**EXTRACTED DATA**
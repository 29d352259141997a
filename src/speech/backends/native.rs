//! Native TTS backend using the tts crate
//!
//! The `tts` crate fronts Speech Dispatcher on Linux, AVFoundation on
//! macOS and SAPI/WinRT on Windows. Its `speak` call only enqueues, so
//! blocking playback is built on top: utterance end/stop callbacks where
//! the platform has them, `is_speaking` polling otherwise.

use crate::audit::{DEFAULT_RATE, MAX_RATE, MIN_RATE};
use crate::speech::Synth;
use crate::{KairosError, Result};
use log::{debug, error, warn};
use std::fmt;
use std::sync::mpsc::{self, Receiver, RecvTimeoutError};
use std::thread;
use std::time::{Duration, Instant};
use tts::{Tts as TtsCrate, UtteranceId};

/// How often playback state is polled while waiting
const POLL_INTERVAL: Duration = Duration::from_millis(50);

/// How long a polled utterance may take to start playing
const START_GRACE: Duration = Duration::from_secs(5);

/// Fixed part of the playback deadline
const PLAYBACK_SLACK: Duration = Duration::from_secs(30);

/// Per-character part of the playback deadline; at MIN_RATE speech
/// runs near ten characters per second
const PLAYBACK_PER_CHAR: Duration = Duration::from_millis(150);

/// Utterance lifecycle notification from the backend
#[derive(Debug, Clone, PartialEq, Eq)]
enum Playback<K> {
    Ended(K),
    Stopped(K),
}

/// Comparable form of an utterance id
///
/// `UtteranceId` has no `PartialEq` on every platform, but always has `Debug`.
type UtteranceKey = String;

fn utterance_key(id: &UtteranceId) -> UtteranceKey {
    format!("{:?}", id)
}

/// Native TTS backend using the tts crate
pub struct NativeSynth {
    tts: TtsCrate,

    /// Backend rate range as (min, normal, max)
    rate_range: (f32, f32, f32),

    /// End/stop notifications, when the backend supports callbacks
    playback: Option<Receiver<Playback<UtteranceKey>>>,
}

impl NativeSynth {
    /// Create a new native TTS synthesizer
    ///
    /// Fails when the platform can report neither utterance callbacks
    /// nor playback state, since playback could not be waited on.
    pub fn new() -> Result<Self> {
        debug!("Creating native TTS backend");

        let tts = TtsCrate::default()
            .map_err(|e| KairosError::Init(format!("Failed to initialize TTS: {}", e)))?;
        let rate_range = (tts.min_rate(), tts.normal_rate(), tts.max_rate());

        let features = tts.supported_features();
        let playback = if features.utterance_callbacks {
            Some(Self::register_callbacks(&tts)?)
        } else if features.is_speaking {
            debug!("No utterance callbacks, falling back to polling");
            None
        } else {
            return Err(KairosError::Init(
                "TTS backend cannot report when playback ends".to_string(),
            ));
        };

        debug!("Native TTS backend created, rate range {:?}", rate_range);
        Ok(Self {
            tts,
            rate_range,
            playback,
        })
    }

    /// Route utterance end/stop callbacks into a channel
    fn register_callbacks(tts: &TtsCrate) -> Result<Receiver<Playback<UtteranceKey>>> {
        let (tx, rx) = mpsc::channel();
        let stop_tx = tx.clone();

        tts.on_utterance_end(Some(Box::new(move |id: UtteranceId| {
            let _ = tx.send(Playback::Ended(utterance_key(&id)));
        })))
        .map_err(|e| KairosError::Init(format!("Failed to register end callback: {}", e)))?;

        tts.on_utterance_stop(Some(Box::new(move |id: UtteranceId| {
            let _ = stop_tx.send(Playback::Stopped(utterance_key(&id)));
        })))
        .map_err(|e| KairosError::Init(format!("Failed to register stop callback: {}", e)))?;

        Ok(rx)
    }

    /// Map words per minute onto the backend's own rate scale
    ///
    /// Anchors are MIN_RATE -> min, DEFAULT_RATE -> normal and
    /// MAX_RATE -> max, interpolated linearly in between.
    fn convert_rate(wpm: u16, (min, normal, max): (f32, f32, f32)) -> f32 {
        let wpm = wpm.clamp(MIN_RATE, MAX_RATE) as f32;
        let (low, mid, high) = (MIN_RATE as f32, DEFAULT_RATE as f32, MAX_RATE as f32);

        if wpm >= mid {
            normal + (max - normal) * (wpm - mid) / (high - mid)
        } else {
            min + (normal - min) * (wpm - low) / (mid - low)
        }
    }

    fn is_speaking(&self) -> Result<bool> {
        self.tts
            .is_speaking()
            .map_err(|e| KairosError::backend(format!("Failed to query playback: {}", e)))
    }
}

/// Upper bound on how long `text` may take to play
fn playback_budget(text: &str) -> Duration {
    let chars = u32::try_from(text.chars().count()).unwrap_or(u32::MAX);
    PLAYBACK_SLACK.saturating_add(PLAYBACK_PER_CHAR.saturating_mul(chars))
}

/// Block until the backend reports the end of utterance `id`
///
/// Notifications for other utterances are skipped. A stop, a missed
/// deadline or a dropped channel is an error.
fn wait_for_utterance<K>(events: &Receiver<Playback<K>>, id: &K, budget: Duration) -> Result<()>
where
    K: PartialEq + fmt::Debug,
{
    let deadline = Instant::now() + budget;
    loop {
        let remaining = deadline.saturating_duration_since(Instant::now());
        match events.recv_timeout(remaining) {
            Ok(Playback::Ended(done)) if &done == id => return Ok(()),
            Ok(Playback::Stopped(stopped)) if &stopped == id => {
                return Err(KairosError::backend(format!(
                    "Utterance {:?} was stopped before it finished",
                    id
                )));
            }
            Ok(other) => debug!("Ignoring notification for another utterance: {:?}", other),
            Err(RecvTimeoutError::Timeout) => {
                return Err(KairosError::backend(format!(
                    "Utterance {:?} did not finish within {:?}",
                    id, budget
                )));
            }
            Err(RecvTimeoutError::Disconnected) => {
                return Err(KairosError::backend("Playback callbacks were unregistered"));
            }
        }
    }
}

/// Poll `is_speaking` until playback has started and then stopped
///
/// Playback that never starts within `start_grace` is an error, not a
/// finished utterance.
fn poll_until_done(
    mut is_speaking: impl FnMut() -> Result<bool>,
    start_grace: Duration,
    interval: Duration,
    budget: Duration,
) -> Result<()> {
    let started = Instant::now();
    while !is_speaking()? {
        if started.elapsed() >= start_grace {
            return Err(KairosError::backend(format!(
                "Utterance never started playing within {:?}",
                start_grace
            )));
        }
        thread::sleep(interval);
    }

    while is_speaking()? {
        if started.elapsed() >= budget {
            return Err(KairosError::backend(format!(
                "Utterance did not finish within {:?}",
                budget
            )));
        }
        thread::sleep(interval);
    }

    debug!("Utterance finished after {:?}", started.elapsed());
    Ok(())
}

impl Synth for NativeSynth {
    fn name(&self) -> &'static str {
        "native"
    }

    fn set_rate(&mut self, wpm: u16) -> Result<()> {
        if !self.tts.supported_features().rate {
            warn!("Rate control not supported on this platform");
            return Ok(());
        }

        let converted = Self::convert_rate(wpm, self.rate_range);
        debug!("Setting rate to {} WPM (backend rate {})", wpm, converted);
        self.tts
            .set_rate(converted)
            .map_err(|e| KairosError::backend(format!("Failed to set rate: {}", e)))?;

        Ok(())
    }

    fn set_volume(&mut self, volume: f32) -> Result<()> {
        if !self.tts.supported_features().volume {
            warn!("Volume control not supported on this platform");
            return Ok(());
        }

        let converted = volume.clamp(0.0, 1.0) * self.tts.max_volume();
        debug!("Setting volume to {}", converted);
        self.tts
            .set_volume(converted)
            .map_err(|e| KairosError::backend(format!("Failed to set volume: {}", e)))?;

        Ok(())
    }

    fn speak_and_wait(&mut self, text: &str) -> Result<()> {
        if text.is_empty() {
            return Ok(());
        }

        // Drop notifications left over from an earlier utterance
        if let Some(events) = &self.playback {
            while events.try_recv().is_ok() {}
        }

        debug!("Speaking {} chars", text.len());
        let id = self.tts.speak(text, false).map_err(|e| {
            error!("Failed to speak: {}", e);
            KairosError::backend(format!("Speak failed: {}", e))
        })?;

        let budget = playback_budget(text);
        match (&self.playback, id) {
            (Some(events), Some(id)) => wait_for_utterance(events, &utterance_key(&id), budget),
            _ => {
                warn!("No utterance id to wait on, polling playback state");
                poll_until_done(|| self.is_speaking(), START_GRACE, POLL_INTERVAL, budget)
            }
        }
    }
}
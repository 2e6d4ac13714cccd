#![allow(clippy::unwrap_used, reason = "allow in test files")]

use v_frame::pixel::Pixel;

use super::*;
use crate::data::{block::BlockOffset, frame::Frame};

// Generate frame data for get_mse tests
fn setup_frames<T: Pixel>(max_value: u32) -> (Frame<T>, Frame<T>) {
    let mut org = Frame::new(32, 16, 3, max_value);
    let mut rf = org.new_like();

    for c in 0..3 {
        for r in 0..16 {
            for (j, pixel) in org.row_mut(c, r).iter_mut().enumerate() {
                let val = ((j * 7 + r * 3 + c * 11) as u32 % (max_value + 1)) as i32;
                *pixel = T::cast_from(val);
            }
            for (j, pixel) in rf.row_mut(c, r).iter_mut().enumerate() {
                let val = ((j * 5 + r * 13 + c) as u32 % (max_value + 1)) as i32;
                *pixel = T::cast_from(val);
            }
        }
    }

    (org, rf)
}

fn region<T: Pixel>(frame: &Frame<T>, row: usize, col: usize, w: usize, h: usize) -> BlockRegion<'_, T> {
    BlockRegion::new(frame, BlockOffset { row, col }, w, h)
}

fn mse_same_block_inner<T: Pixel>(max_value: u32) {
    let (org, rf) = setup_frames::<T>(max_value);
    for &(row, col, w, h) in &[(0, 0, 8, 8), (4, 12, 16, 8), (8, 24, 8, 8), (0, 0, 32, 16)] {
        assert_eq!(get_mse(&region(&org, row, col, w, h), &region(&org, row, col, w, h)), 0.0);
        assert_eq!(get_sse(&region(&rf, row, col, w, h), &region(&rf, row, col, w, h)), 0);
    }
}

#[test]
fn mse_same_block_u8() {
    mse_same_block_inner::<u8>(255);
}

#[test]
fn mse_same_block_u16() {
    mse_same_block_inner::<u16>(1023);
}

fn mse_is_symmetric_inner<T: Pixel>(max_value: u32) {
    let (org, rf) = setup_frames::<T>(max_value);
    for &(r1, c1, r2, c2) in &[(0, 0, 0, 0), (0, 0, 8, 24), (3, 5, 7, 1), (8, 16, 0, 8)] {
        let a = region(&org, r1, c1, 8, 8);
        let b = region(&rf, r2, c2, 8, 8);
        assert_eq!(get_mse(&a, &b), get_mse(&b, &a));
        assert_eq!(get_sse(&a, &b), get_sse(&b, &a));
    }
}

#[test]
fn mse_is_symmetric_u8() {
    mse_is_symmetric_inner::<u8>(255);
}

#[test]
fn mse_is_symmetric_u16() {
    mse_is_symmetric_inner::<u16>(4095);
}

#[test]
fn mse_is_normalized_over_channels() {
    let a = Frame::<u8>::new(4, 4, 3, 255);
    let mut b = a.new_like();
    // one sample differs by 6 in a single channel: 36 / (3 * 4 * 4)
    b.set(1, 2, 3, 6).unwrap();
    let mse = get_mse(&region(&a, 0, 0, 4, 4), &region(&b, 0, 0, 4, 4));
    assert!((mse - 36.0 / 48.0).abs() < f64::EPSILON);
}

#[test]
fn mse_full_range_u16() {
    let mut a = Frame::<u16>::new(2, 2, 1, 65535);
    let b = a.new_like();
    for r in 0..2 {
        a.row_mut(0, r).fill(65535);
    }
    let mse = get_mse(&region(&a, 0, 0, 2, 2), &region(&b, 0, 0, 2, 2));
    assert_eq!(mse, 65535.0 * 65535.0);
}

#[test]
#[should_panic]
fn mse_rejects_mismatched_blocks() {
    let a = Frame::<u8>::new(16, 16, 1, 255);
    get_mse(&region(&a, 0, 0, 8, 8), &region(&a, 0, 0, 8, 4));
}
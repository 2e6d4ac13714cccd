//! YUV4MPEG2 clip support.
//!
//! Only colorspaces whose planes all share one extent can be matched, so
//! monochrome and 4:4:4 clips are accepted and subsampled chroma is not.

use std::io::{Read, Write};

use anyhow::{Context, bail};
use v_frame::pixel::Pixel;

use crate::Frame;

/// Properties of a clip that are needed to read its frames and to write a
/// predicted frame back out.
#[derive(Debug, Clone, Copy)]
pub struct ClipDetails {
    /// Frame width.
    pub width: usize,
    /// Frame height.
    pub height: usize,
    /// Sample bit depth.
    pub bit_depth: usize,
    /// Planes per frame: 1 for monochrome, 3 for 4:4:4.
    pub channels: usize,
    /// The clip's colorspace.
    pub colorspace: ::y4m::Colorspace,
    /// The clip's frame rate.
    pub framerate: ::y4m::Ratio,
}

impl ClipDetails {
    /// Largest sample value at this bit depth.
    pub const fn max_value(&self) -> u32 {
        (1 << self.bit_depth) - 1
    }
}

/// # Errors
///
/// - If the clip uses chroma subsampling.
pub fn get_clip_details<R: Read>(dec: &::y4m::Decoder<R>) -> anyhow::Result<ClipDetails> {
    use ::y4m::Colorspace::{C444, C444p10, C444p12, Cmono, Cmono12};

    let colorspace = dec.get_colorspace();
    let channels = match colorspace {
        Cmono | Cmono12 => 1,
        C444 | C444p10 | C444p12 => 3,
        other => bail!("unsupported colorspace {other:?}, planes must share one size"),
    };

    Ok(ClipDetails {
        width: dec.get_width(),
        height: dec.get_height(),
        bit_depth: colorspace.get_bit_depth(),
        channels,
        colorspace,
        framerate: dec.get_framerate(),
    })
}

/// Reads the next frame of the clip.
///
/// # Errors
///
/// - If the clip ends or a frame cannot be decoded.
pub fn read_video_frame<R: Read, T: Pixel>(
    dec: &mut ::y4m::Decoder<R>,
    cfg: &ClipDetails,
) -> anyhow::Result<Frame<T>> {
    let bytes = dec.get_bytes_per_sample();
    let frame = dec.read_frame()?;
    let mut f: Frame<T> = Frame::new(cfg.width, cfg.height, cfg.channels, cfg.max_value());

    let planes = [frame.get_y_plane(), frame.get_u_plane(), frame.get_v_plane()];
    for (plane, src) in f.planes_mut().iter_mut().zip(planes) {
        plane.copy_from_raw_u8(src, cfg.width * bytes, bytes);
    }

    Ok(f)
}

/// Reads frame `index` and the frame following it, as the reference and
/// target of a prediction.
///
/// # Errors
///
/// - If the clip holds fewer than `index + 2` frames.
pub fn read_frame_pair<R: Read, T: Pixel>(
    dec: &mut ::y4m::Decoder<R>,
    cfg: &ClipDetails,
    index: usize,
) -> anyhow::Result<(Frame<T>, Frame<T>)> {
    for skipped in 0..index {
        dec.read_frame()
            .with_context(|| format!("clip ends at frame {skipped}"))?;
    }
    let reference = read_video_frame(dec, cfg)
        .with_context(|| format!("failed to read reference frame {index}"))?;
    let target = read_video_frame(dec, cfg)
        .with_context(|| format!("failed to read target frame {}", index + 1))?;

    Ok((reference, target))
}

/// Writes `frame` as a single frame clip with the colorspace and frame rate
/// of `cfg`.
///
/// # Errors
///
/// - If the frame does not match `cfg` or writing fails.
pub fn write_video_frame<W: Write, T: Pixel>(
    writer: W,
    frame: &Frame<T>,
    cfg: &ClipDetails,
) -> anyhow::Result<()> {
    if frame.cols() != cfg.width || frame.rows() != cfg.height || frame.channels() != cfg.channels
    {
        bail!(
            "{}x{}x{} frame does not fit a {}x{} {:?} clip",
            frame.cols(),
            frame.rows(),
            frame.channels(),
            cfg.width,
            cfg.height,
            cfg.colorspace
        );
    }

    let bytes = if cfg.bit_depth > 8 { 2 } else { 1 };
    let stride = cfg.width * bytes;
    let mut raw: Vec<Vec<u8>> = vec![Vec::new(); 3];
    for (dst, plane) in raw.iter_mut().zip(frame.planes()) {
        dst.resize(stride * cfg.height, 0);
        plane.copy_to_raw_u8(dst, stride, bytes);
    }

    let mut enc = ::y4m::encode(cfg.width, cfg.height, cfg.framerate)
        .with_colorspace(cfg.colorspace)
        .write_header(writer)?;
    enc.write_frame(&::y4m::Frame::new([&raw[0], &raw[1], &raw[2]], None))?;

    Ok(())
}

**REQUIREMENT**
Start at the first line of the entries above. Set down each line exactly through the one with "only enqueues, so", and stop there.

**RESULT**
repository 29d352259141997a
filename src/speech/backends/native.rs
//! Native TTS backend using the tts crate
//!
//! The `tts` crate fronts Speech Dispatcher on Linux, AVFoundation on
//! macOS and SAPI/WinRT on Windows. Its `speak` call only enqueues, so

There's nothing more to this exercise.